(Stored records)

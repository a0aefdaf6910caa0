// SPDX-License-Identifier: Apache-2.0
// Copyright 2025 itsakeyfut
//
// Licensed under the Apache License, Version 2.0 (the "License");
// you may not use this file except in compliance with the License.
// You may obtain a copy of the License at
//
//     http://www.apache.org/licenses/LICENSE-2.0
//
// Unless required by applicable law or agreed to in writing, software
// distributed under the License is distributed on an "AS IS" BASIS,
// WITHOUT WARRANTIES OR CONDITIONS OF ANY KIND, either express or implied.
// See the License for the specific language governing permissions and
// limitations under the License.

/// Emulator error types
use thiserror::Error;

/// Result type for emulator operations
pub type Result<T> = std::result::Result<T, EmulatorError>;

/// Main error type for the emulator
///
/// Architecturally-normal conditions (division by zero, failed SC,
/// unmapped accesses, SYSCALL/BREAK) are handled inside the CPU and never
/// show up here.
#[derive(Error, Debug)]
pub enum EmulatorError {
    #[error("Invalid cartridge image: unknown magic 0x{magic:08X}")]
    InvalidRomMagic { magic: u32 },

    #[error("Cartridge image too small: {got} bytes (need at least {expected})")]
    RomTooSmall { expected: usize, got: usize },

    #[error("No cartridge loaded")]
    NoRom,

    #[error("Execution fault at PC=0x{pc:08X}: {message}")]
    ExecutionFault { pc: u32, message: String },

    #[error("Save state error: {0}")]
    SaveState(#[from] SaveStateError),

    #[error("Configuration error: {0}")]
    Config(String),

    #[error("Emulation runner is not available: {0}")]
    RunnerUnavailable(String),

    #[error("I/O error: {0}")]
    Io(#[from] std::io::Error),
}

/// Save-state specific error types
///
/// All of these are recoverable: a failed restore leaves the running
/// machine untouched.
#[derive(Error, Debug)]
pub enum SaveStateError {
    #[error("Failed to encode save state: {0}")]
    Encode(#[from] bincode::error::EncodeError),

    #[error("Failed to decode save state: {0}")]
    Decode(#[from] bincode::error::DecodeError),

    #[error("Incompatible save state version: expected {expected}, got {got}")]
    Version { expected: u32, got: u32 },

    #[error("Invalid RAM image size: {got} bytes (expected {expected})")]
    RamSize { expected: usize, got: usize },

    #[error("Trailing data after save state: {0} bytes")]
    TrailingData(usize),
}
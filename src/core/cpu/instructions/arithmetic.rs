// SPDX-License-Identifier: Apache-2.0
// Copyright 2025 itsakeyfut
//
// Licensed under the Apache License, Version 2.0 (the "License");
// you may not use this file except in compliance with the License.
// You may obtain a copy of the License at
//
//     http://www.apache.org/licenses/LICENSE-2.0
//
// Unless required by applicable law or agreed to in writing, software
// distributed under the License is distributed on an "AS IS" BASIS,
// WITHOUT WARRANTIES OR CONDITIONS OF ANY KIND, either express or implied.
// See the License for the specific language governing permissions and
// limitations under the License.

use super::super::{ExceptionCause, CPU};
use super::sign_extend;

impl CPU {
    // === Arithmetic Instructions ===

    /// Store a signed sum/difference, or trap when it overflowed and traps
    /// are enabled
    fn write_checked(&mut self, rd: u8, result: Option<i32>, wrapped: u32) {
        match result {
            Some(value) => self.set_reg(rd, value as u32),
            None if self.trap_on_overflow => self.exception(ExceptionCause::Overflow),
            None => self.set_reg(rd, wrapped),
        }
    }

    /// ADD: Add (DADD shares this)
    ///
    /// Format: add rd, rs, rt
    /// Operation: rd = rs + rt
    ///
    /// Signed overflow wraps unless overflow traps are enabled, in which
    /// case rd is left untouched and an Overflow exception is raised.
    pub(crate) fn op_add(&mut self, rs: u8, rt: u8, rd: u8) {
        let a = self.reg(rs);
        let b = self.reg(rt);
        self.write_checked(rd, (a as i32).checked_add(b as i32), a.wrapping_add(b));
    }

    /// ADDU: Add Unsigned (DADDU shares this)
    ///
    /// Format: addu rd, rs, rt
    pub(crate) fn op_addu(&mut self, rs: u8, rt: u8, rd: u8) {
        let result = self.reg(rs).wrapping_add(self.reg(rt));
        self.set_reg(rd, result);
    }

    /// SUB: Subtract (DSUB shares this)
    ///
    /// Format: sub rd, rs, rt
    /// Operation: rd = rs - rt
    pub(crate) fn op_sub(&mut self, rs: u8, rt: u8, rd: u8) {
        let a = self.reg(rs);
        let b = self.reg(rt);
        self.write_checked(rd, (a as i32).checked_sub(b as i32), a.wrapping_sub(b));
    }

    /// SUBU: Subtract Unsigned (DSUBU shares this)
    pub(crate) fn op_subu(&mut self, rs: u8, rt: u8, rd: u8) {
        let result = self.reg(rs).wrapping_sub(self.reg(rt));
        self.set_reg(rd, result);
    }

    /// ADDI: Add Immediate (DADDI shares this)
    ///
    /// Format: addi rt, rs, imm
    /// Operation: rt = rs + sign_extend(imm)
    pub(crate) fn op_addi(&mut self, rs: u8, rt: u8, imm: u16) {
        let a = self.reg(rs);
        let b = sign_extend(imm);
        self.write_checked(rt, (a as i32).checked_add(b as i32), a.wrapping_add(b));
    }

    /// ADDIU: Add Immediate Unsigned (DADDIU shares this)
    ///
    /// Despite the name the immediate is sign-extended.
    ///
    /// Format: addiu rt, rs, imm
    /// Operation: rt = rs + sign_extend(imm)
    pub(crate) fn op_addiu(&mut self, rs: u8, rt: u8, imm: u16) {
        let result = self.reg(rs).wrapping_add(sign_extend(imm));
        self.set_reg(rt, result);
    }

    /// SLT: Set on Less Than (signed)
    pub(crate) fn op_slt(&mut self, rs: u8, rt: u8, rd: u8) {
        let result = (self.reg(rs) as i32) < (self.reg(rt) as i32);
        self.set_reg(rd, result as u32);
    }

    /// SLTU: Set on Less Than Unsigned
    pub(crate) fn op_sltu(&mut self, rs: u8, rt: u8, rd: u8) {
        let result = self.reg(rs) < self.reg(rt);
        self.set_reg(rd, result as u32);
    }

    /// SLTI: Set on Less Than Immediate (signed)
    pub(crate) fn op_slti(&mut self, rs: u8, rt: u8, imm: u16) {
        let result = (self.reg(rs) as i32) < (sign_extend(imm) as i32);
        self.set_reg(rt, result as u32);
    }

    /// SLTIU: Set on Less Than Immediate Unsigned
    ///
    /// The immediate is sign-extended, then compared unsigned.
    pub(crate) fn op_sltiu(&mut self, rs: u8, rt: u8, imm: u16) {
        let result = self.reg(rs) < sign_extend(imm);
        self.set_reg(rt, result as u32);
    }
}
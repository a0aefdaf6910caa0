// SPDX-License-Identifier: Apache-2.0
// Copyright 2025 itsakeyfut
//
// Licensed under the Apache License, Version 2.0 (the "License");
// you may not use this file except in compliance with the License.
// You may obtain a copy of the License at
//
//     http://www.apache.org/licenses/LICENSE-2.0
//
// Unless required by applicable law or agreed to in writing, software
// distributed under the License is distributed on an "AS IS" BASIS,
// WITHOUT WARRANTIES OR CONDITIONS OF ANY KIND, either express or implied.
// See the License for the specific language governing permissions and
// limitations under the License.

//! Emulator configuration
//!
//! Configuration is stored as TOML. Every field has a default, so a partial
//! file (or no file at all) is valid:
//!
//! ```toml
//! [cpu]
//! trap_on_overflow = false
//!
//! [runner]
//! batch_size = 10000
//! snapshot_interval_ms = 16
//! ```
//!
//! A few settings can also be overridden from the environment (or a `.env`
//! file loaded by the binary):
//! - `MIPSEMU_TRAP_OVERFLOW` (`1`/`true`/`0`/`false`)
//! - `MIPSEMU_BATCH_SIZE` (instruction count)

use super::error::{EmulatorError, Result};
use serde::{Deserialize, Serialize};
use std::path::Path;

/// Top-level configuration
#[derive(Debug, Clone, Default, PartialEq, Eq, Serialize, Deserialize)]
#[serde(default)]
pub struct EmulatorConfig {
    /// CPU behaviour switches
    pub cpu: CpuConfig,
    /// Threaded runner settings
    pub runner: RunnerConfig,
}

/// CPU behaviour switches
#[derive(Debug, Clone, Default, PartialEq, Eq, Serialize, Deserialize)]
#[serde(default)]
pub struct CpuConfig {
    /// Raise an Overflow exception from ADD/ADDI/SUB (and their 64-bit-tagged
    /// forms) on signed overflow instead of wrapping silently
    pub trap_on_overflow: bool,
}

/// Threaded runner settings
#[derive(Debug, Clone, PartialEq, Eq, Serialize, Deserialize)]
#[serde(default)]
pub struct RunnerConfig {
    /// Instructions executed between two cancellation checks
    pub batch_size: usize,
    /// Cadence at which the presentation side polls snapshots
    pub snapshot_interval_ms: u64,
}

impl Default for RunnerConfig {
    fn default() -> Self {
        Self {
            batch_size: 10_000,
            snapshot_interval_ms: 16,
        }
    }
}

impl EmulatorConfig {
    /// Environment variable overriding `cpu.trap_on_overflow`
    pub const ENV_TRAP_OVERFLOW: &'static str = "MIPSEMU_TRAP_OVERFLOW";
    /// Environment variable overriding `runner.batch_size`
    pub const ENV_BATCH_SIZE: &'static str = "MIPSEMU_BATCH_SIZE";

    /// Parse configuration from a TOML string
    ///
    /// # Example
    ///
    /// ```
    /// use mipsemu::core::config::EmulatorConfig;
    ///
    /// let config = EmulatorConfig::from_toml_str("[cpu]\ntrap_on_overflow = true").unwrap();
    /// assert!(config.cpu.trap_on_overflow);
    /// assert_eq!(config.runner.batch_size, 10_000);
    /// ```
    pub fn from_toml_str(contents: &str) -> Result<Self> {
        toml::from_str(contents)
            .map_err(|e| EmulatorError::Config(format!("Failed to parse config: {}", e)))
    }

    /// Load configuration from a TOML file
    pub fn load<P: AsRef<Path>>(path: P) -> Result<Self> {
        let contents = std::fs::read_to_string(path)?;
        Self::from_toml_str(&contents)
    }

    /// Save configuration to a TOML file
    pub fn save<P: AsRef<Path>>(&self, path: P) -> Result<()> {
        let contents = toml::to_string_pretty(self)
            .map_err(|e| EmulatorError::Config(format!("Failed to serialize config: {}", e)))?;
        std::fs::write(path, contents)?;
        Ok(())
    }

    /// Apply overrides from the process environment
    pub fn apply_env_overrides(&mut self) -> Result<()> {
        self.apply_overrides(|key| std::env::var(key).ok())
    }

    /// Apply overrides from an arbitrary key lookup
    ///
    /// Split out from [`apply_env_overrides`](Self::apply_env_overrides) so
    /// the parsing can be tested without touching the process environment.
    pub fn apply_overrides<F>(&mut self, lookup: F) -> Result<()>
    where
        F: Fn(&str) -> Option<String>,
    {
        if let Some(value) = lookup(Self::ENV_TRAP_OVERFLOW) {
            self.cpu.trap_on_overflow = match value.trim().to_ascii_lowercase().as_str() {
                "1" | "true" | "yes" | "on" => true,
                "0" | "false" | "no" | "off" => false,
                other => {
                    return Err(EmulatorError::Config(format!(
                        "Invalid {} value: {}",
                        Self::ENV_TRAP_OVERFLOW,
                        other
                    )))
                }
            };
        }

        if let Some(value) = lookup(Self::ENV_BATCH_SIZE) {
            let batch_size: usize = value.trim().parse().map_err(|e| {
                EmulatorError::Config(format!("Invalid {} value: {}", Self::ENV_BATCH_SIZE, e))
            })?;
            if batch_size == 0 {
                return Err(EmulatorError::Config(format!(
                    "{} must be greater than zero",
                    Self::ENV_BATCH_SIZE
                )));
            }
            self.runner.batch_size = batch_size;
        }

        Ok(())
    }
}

> **Aim of the task**
Among the records above, repeat exactly the line with "exception is raised.", the line with "pub(crate) fn op_addu(&mut", and every line in between, and only those.

> **Result of this exercise**
    /// case rd is left untouched and an Overflow exception is raised.
    pub(crate) fn op_add(&mut self, rs: u8, rt: u8, rd: u8) {
        let a = self.reg(rs);
        let b = self.reg(rt);
        self.write_checked(rd, (a as i32).checked_add(b as i32), a.wrapping_add(b));
    }

    /// ADDU: Add Unsigned (DADDU shares this)
    ///
    /// Format: addu rd, rs, rt
    pub(crate) fn op_addu(&mut self, rs: u8, rt: u8, rd: u8) {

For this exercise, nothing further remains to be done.